Given the limits of ganciclovir, the development of other treatments for CMV infections is essential. Furthest along the developmental and regulatory pipeline is foscarnet. Although this drug also has serious limitations (can be toxic to the kidneys; also requires daily intravenous infusion), it is essential that more than one drug be available to treat this viral infection. Data from the Conference continues to suggest that foscarnet is effective in stopping CMV retinitis for a limited time and delaying its future progression. The relapse rates appear to be similar to those found with ganciclovir. In addition, one study found a consistent decrease in p24 antigen levels (in those who were initially p24 antigen positive); these researchers concluded that due to it's potent anti-HIV and anti-CMV activities, foscarnet may prove to be the treatment of choice in CMV retinitis.

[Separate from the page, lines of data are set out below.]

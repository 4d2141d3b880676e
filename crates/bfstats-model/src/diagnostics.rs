//! Non-fatal findings collected while parsing and reconciling a run.
//!
//! Suspicious-but-tolerable conditions do not abort a parse; they are
//! recorded here and surfaced by the caller, which knows which file they
//! belong to. Structural damage is a hard error instead, see
//! `bfstats-error`.

use std::fmt;

use serde::{Deserialize, Serialize};

use crate::density::CategoryKey;
use crate::strategy::Strategy;

/// One suspicious condition observed in a run.
#[derive(Debug, Clone, PartialEq, Eq, Serialize, Deserialize)]
#[serde(tag = "kind", rename_all = "snake_case")]
pub enum Finding {
    /// The `Total trials:` header disagrees with the completion marker's
    /// line count.
    DeclaredTrialMismatch { declared: u64, expected: u64 },
    /// One strategy section's own trial count disagrees with the completion
    /// marker's line count.
    SectionTrialMismatch {
        strategy: Strategy,
        found: u64,
        expected: u64,
    },
    /// A reconciled category where `correct + incorrect != total`.
    InconsistentTotals {
        key: CategoryKey,
        correct: u64,
        incorrect: u64,
        total: u64,
    },
}

impl fmt::Display for Finding {
    fn fmt(&self, f: &mut fmt::Formatter<'_>) -> fmt::Result {
        match self {
            Self::DeclaredTrialMismatch { declared, expected } => write!(
                f,
                "declared trial count {declared} does not match the {expected} lines processed"
            ),
            Self::SectionTrialMismatch {
                strategy,
                found,
                expected,
            } => write!(
                f,
                "{strategy} section accounts for {found} trials, source processed {expected} lines"
            ),
            Self::InconsistentTotals {
                key,
                correct,
                incorrect,
                total,
            } => write!(
                f,
                "invalid totals for set size {key}: {correct} correct + {incorrect} incorrect != {total}"
            ),
        }
    }
}

/// Ordered collection of findings from one parse.
#[derive(Debug, Clone, Default, PartialEq, Eq, Serialize, Deserialize)]
#[serde(transparent)]
pub struct Diagnostics {
    findings: Vec<Finding>,
}

impl Diagnostics {
    #[must_use]
    pub fn new() -> Self {
        Self::default()
    }

    pub fn push(&mut self, finding: Finding) {
        self.findings.push(finding);
    }

    #[must_use]
    pub fn is_empty(&self) -> bool {
        self.findings.is_empty()
    }

    #[must_use]
    pub fn len(&self) -> usize {
        self.findings.len()
    }

    #[must_use]
    pub fn findings(&self) -> &[Finding] {
        &self.findings
    }

    /// Append everything from `other`, preserving order.
    pub fn absorb(&mut self, other: Self) {
        self.findings.extend(other.findings);
    }

    #[must_use]
    pub fn into_findings(self) -> Vec<Finding> {
        self.findings
    }
}

#[cfg(test)]
mod tests {
    use super::*;

    #[test]
    fn inconsistent_totals_display_names_the_category() {
        let finding = Finding::InconsistentTotals {
            key: CategoryKey::from("10"),
            correct: 7,
            incorrect: 4,
            total: 12,
        };
        let message = finding.to_string();
        assert!(
            message.contains("set size 10"),
            "message names the category: {message}"
        );
        assert!(
            message.contains("7 correct + 4 incorrect != 12"),
            "message shows the arithmetic: {message}"
        );
    }

    #[test]
    fn absorb_keeps_order() {
        let mut first = Diagnostics::new();
        first.push(Finding::DeclaredTrialMismatch {
            declared: 9,
            expected: 10,
        });
        let mut second = Diagnostics::new();
        second.push(Finding::SectionTrialMismatch {
            strategy: Strategy::Edge,
            found: 8,
            expected: 10,
        });

        first.absorb(second);
        assert_eq!(first.len(), 2);
        assert!(matches!(
            first.findings()[1],
            Finding::SectionTrialMismatch { .. }
        ));
    }

    #[test]
    fn finding_serializes_with_kind_tag() {
        let finding = Finding::DeclaredTrialMismatch {
            declared: 9,
            expected: 10,
        };
        let json = serde_json::to_value(&finding).expect("serializes");
        assert_eq!(json["kind"], "declared_trial_mismatch");
        assert_eq!(json["declared"], 9);
    }
}
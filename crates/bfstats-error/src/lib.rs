//! Error type shared by every `bfstats` crate.
//!
//! Fatal conditions get a dedicated variant with enough attribution (input
//! path, line number, offending text) to point at the exact spot in a
//! malformed log. Non-fatal log inconsistencies are *not* errors; they are
//! `Finding`s collected by `bfstats-model` and surfaced by the caller.

use thiserror::Error;

/// Convenience alias used across the workspace.
pub type Result<T> = std::result::Result<T, StatsError>;

/// All fatal failure modes of the join pipeline.
#[derive(Debug, Error)]
pub enum StatsError {
    /// A required configuration or totals field did not match its pattern.
    #[error("{path}: line {line}: expected {field}, got {text:?}")]
    HeaderField {
        path: String,
        line: usize,
        field: &'static str,
        text: String,
    },

    /// The stream ended in the middle of a fixed structure.
    #[error("{path}: input ended while reading {expecting}")]
    UnexpectedEof { path: String, expecting: String },

    /// The `Complete. Total of N lines.` marker never appeared.
    #[error("{path}: no `Complete. Total of N lines.` marker before end of input")]
    CompletionMarkerMissing { path: String },

    /// A density table's value row and count row have different lengths.
    #[error(
        "{path}: line {line}: density table {table:?} has {values} value \
         tokens but {counts} count tokens"
    )]
    RowLengthMismatch {
        path: String,
        line: usize,
        table: String,
        values: usize,
        counts: usize,
    },

    /// A density-table count token is not an unsigned integer.
    #[error("{path}: line {line}: density table {table:?} count {token:?} is not an unsigned integer")]
    InvalidCount {
        path: String,
        line: usize,
        table: String,
        token: String,
    },

    /// The total table seeded the same category key twice.
    #[error("duplicate category {key:?} in total table {table:?}")]
    DuplicateCategory { table: String, key: String },

    /// A correct/incorrect table names a category the total table never seeded.
    #[error("table {table:?} names category {key:?} absent from the total table")]
    CategoryNotInTotal { table: String, key: String },

    /// Two input files were produced with different filter setups.
    #[error("incompatible filter setups in {first:?} and {offender:?}")]
    SetupMismatch { first: String, offender: String },

    /// Every input file was skipped or the input list was empty.
    #[error("no runs parsed; nothing to merge")]
    NoRuns,

    /// Failed to encode the JSON join report.
    #[error("failed to encode join report: {0}")]
    ReportEncode(String),

    /// I/O failure, tagged with the path it happened on.
    #[error("{path}: {error}")]
    Io {
        path: String,
        #[source]
        error: std::io::Error,
    },
}

impl StatsError {
    /// Wrap an I/O error with the path it occurred on.
    pub fn io(path: impl Into<String>, error: std::io::Error) -> Self {
        Self::Io {
            path: path.into(),
            error,
        }
    }
}
//! Whole-run parsing.

use std::fs;
use std::path::Path;
use std::str::FromStr;
use std::sync::LazyLock;

use bfstats_error::{Result, StatsError};
use bfstats_model::{Diagnostics, Finding, FilterSetup, RunResult, Strategy, StrategyStats};
use regex::Regex;
use tracing::{debug, info};

use crate::cursor::LineCursor;
use crate::density::read_density;
use crate::reconcile::reconcile_triplet;

static SIZE_RE: LazyLock<Regex> =
    LazyLock::new(|| Regex::new(r"Size \(m\) = (\d+)").expect("valid regex"));
// Hash counts in these logs are a single digit.
static HASH_COUNT_RE: LazyLock<Regex> =
    LazyLock::new(|| Regex::new(r"k = (\d)").expect("valid regex"));
static ALPHABET_RE: LazyLock<Regex> =
    LazyLock::new(|| Regex::new(r"Using alphabet: (.*)").expect("valid regex"));
static COMPLETE_RE: LazyLock<Regex> =
    LazyLock::new(|| Regex::new(r"^Complete\. Total of (\d+) lines\.").expect("valid regex"));
static TRIALS_RE: LazyLock<Regex> =
    LazyLock::new(|| Regex::new(r"Total trials: (\d+)").expect("valid regex"));

/// A fully parsed run plus whatever findings turned up along the way.
#[derive(Debug, Clone, PartialEq, Eq)]
pub struct ParsedRun {
    pub run: RunResult,
    pub diagnostics: Diagnostics,
}

/// Reads and parses the run log at `path`.
pub fn parse_run_file(path: &Path) -> Result<ParsedRun> {
    let display = path.display().to_string();
    let text = fs::read_to_string(path).map_err(|error| StatsError::io(display.clone(), error))?;
    parse_run_str(&display, &text)
}

/// Parses a run log already held in memory. `path` is used for error and
/// finding attribution only.
pub fn parse_run_str(path: &str, text: &str) -> Result<ParsedRun> {
    info!(path, "parsing run log");
    let mut cursor = LineCursor::new(path, text);
    let mut diagnostics = Diagnostics::new();

    let setup = parse_setup(&mut cursor)?;
    debug!(
        path,
        m = setup.m,
        k = setup.k,
        alphabet = %setup.alphabet,
        "parsed filter setup"
    );

    let (line_number, raw) = cursor
        .scan_capture(&COMPLETE_RE)
        .ok_or_else(|| StatsError::CompletionMarkerMissing {
            path: path.to_owned(),
        })?;
    let processed: u64 = parse_field(&cursor, line_number, "processed line count", raw)?;
    debug!(path, lines = processed, "found completion marker");

    cursor.skip(2, "stats banner")?;
    let line_number = cursor.line_number();
    let raw = cursor.capture(&TRIALS_RE, "total trials")?;
    let declared: u64 = parse_field(&cursor, line_number, "total trials", raw)?;
    if declared != processed {
        diagnostics.push(Finding::DeclaredTrialMismatch {
            declared,
            expected: processed,
        });
    }

    // The filter-occupancy and graph-shape tables are read only to keep the
    // cursor aligned; nothing downstream uses them.
    cursor.skip(3, "filter stats banner")?;
    read_density(&mut cursor)?;
    read_density(&mut cursor)?;
    cursor.skip(3, "graph stats banner")?;
    for _ in 0..4 {
        read_density(&mut cursor)?;
    }

    let dfs = parse_section(&mut cursor, Strategy::Dfs, processed, &mut diagnostics)?;
    let simple = parse_section(&mut cursor, Strategy::Simple, processed, &mut diagnostics)?;
    let edge = parse_section(&mut cursor, Strategy::Edge, processed, &mut diagnostics)?;

    Ok(ParsedRun {
        run: RunResult {
            path: path.to_owned(),
            setup,
            dfs,
            simple,
            edge,
        },
        diagnostics,
    })
}

fn parse_setup(cursor: &mut LineCursor<'_>) -> Result<FilterSetup> {
    cursor.skip(5, "run preamble")?;

    let line_number = cursor.line_number();
    let raw = cursor.capture(&SIZE_RE, "filter size (m)")?;
    let m = parse_field(cursor, line_number, "filter size (m)", raw)?;

    // The hash line is kept verbatim for the setup comparison; k is lifted
    // out of it for convenience.
    let line_number = cursor.line_number();
    let hash_policy = cursor.next_line("hash policy line")?.trim_end().to_owned();
    let caps = HASH_COUNT_RE
        .captures(&hash_policy)
        .ok_or_else(|| StatsError::HeaderField {
            path: cursor.path().to_owned(),
            line: line_number,
            field: "hash count (k)",
            text: hash_policy.clone(),
        })?;
    let k = parse_field(cursor, line_number, "hash count (k)", caps[1].to_owned())?;

    let insertion_policy = cursor
        .next_line("insertion policy line")?
        .trim_end()
        .to_owned();
    cursor.skip(6, "filter contents")?;
    let alphabet = cursor.capture(&ALPHABET_RE, "alphabet line")?;
    let filters = cursor.next_line("filter list line")?.trim_end().to_owned();

    Ok(FilterSetup {
        m,
        k,
        hash_policy,
        insertion_policy,
        alphabet,
        filters,
    })
}

fn parse_section(
    cursor: &mut LineCursor<'_>,
    strategy: Strategy,
    processed: u64,
    diagnostics: &mut Diagnostics,
) -> Result<StrategyStats> {
    cursor.skip(3, "traversal stats banner")?;
    let total = read_density(cursor)?;
    let correct = read_density(cursor)?;
    let incorrect = read_density(cursor)?;
    cursor.skip(1, "missed-words header")?;

    let (table, trials) = reconcile_triplet(&total, &correct, &incorrect, diagnostics)?;
    let missed: Vec<String> = cursor
        .next_line("missed words")?
        .split_ascii_whitespace()
        .map(str::to_owned)
        .collect();

    if trials != processed {
        diagnostics.push(Finding::SectionTrialMismatch {
            strategy,
            found: trials,
            expected: processed,
        });
    }

    debug!(
        strategy = %strategy,
        categories = table.len(),
        missed = missed.len(),
        "parsed traversal section"
    );
    Ok(StrategyStats { table, missed })
}

fn parse_field<T: FromStr>(
    cursor: &LineCursor<'_>,
    line: usize,
    field: &'static str,
    raw: String,
) -> Result<T> {
    raw.parse().map_err(|_| StatsError::HeaderField {
        path: cursor.path().to_owned(),
        line,
        field,
        text: raw,
    })
}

Foscarnet is not without its problems, however, and not all scientists believe that it will prove to be superior to ganciclovir. In addition to the already identified side effect of reversible kidney toxicity, reversible penile lesions have also been identified in a number of people taking foscarnet. These lesions often require cessation of therapy to heal. Also, one study found dose limiting neurotoxicity in 2 of 16 patients at a seemingly more effective but higher dose of foscarnet. Finally, another study demonstrated that, although calcium levels in the blood were not altered, the two hormones involved in keeping calcium levels steady in the body were elevated in people taking foscarnet. The clinical implication of this observation is not known at this time.

Comment

A note about the design of clinical trials for CMV retinitis: Researchers do not like to design clinical trials without a control group which receives either a placebo, no treatment, a different treatment, or a different dosage of the same treatment. In designing clinical trials for CMV, some researchers have invented a new category which they call "non-sight threatening CMV retinitis" based on the location of the CMV lesions on the retina. They created this category of patients so they could justify withholding treatment from one group to compare against a treatment group. In their abstract, these researchers write, "Data previously presented demonstrated that [immediate treatment] was more effective than delay in postponing progression of CMV retinitis." Any clinician treating patients with CMV retinitis could have told them that. It is essential that this dangerous distinction between non-sight threatening and sight threatening retinitis not be used in any future clinical trials of agents against CMV retinitis.

Ganciclovir vs Foscarnet...or Better Yet, Together?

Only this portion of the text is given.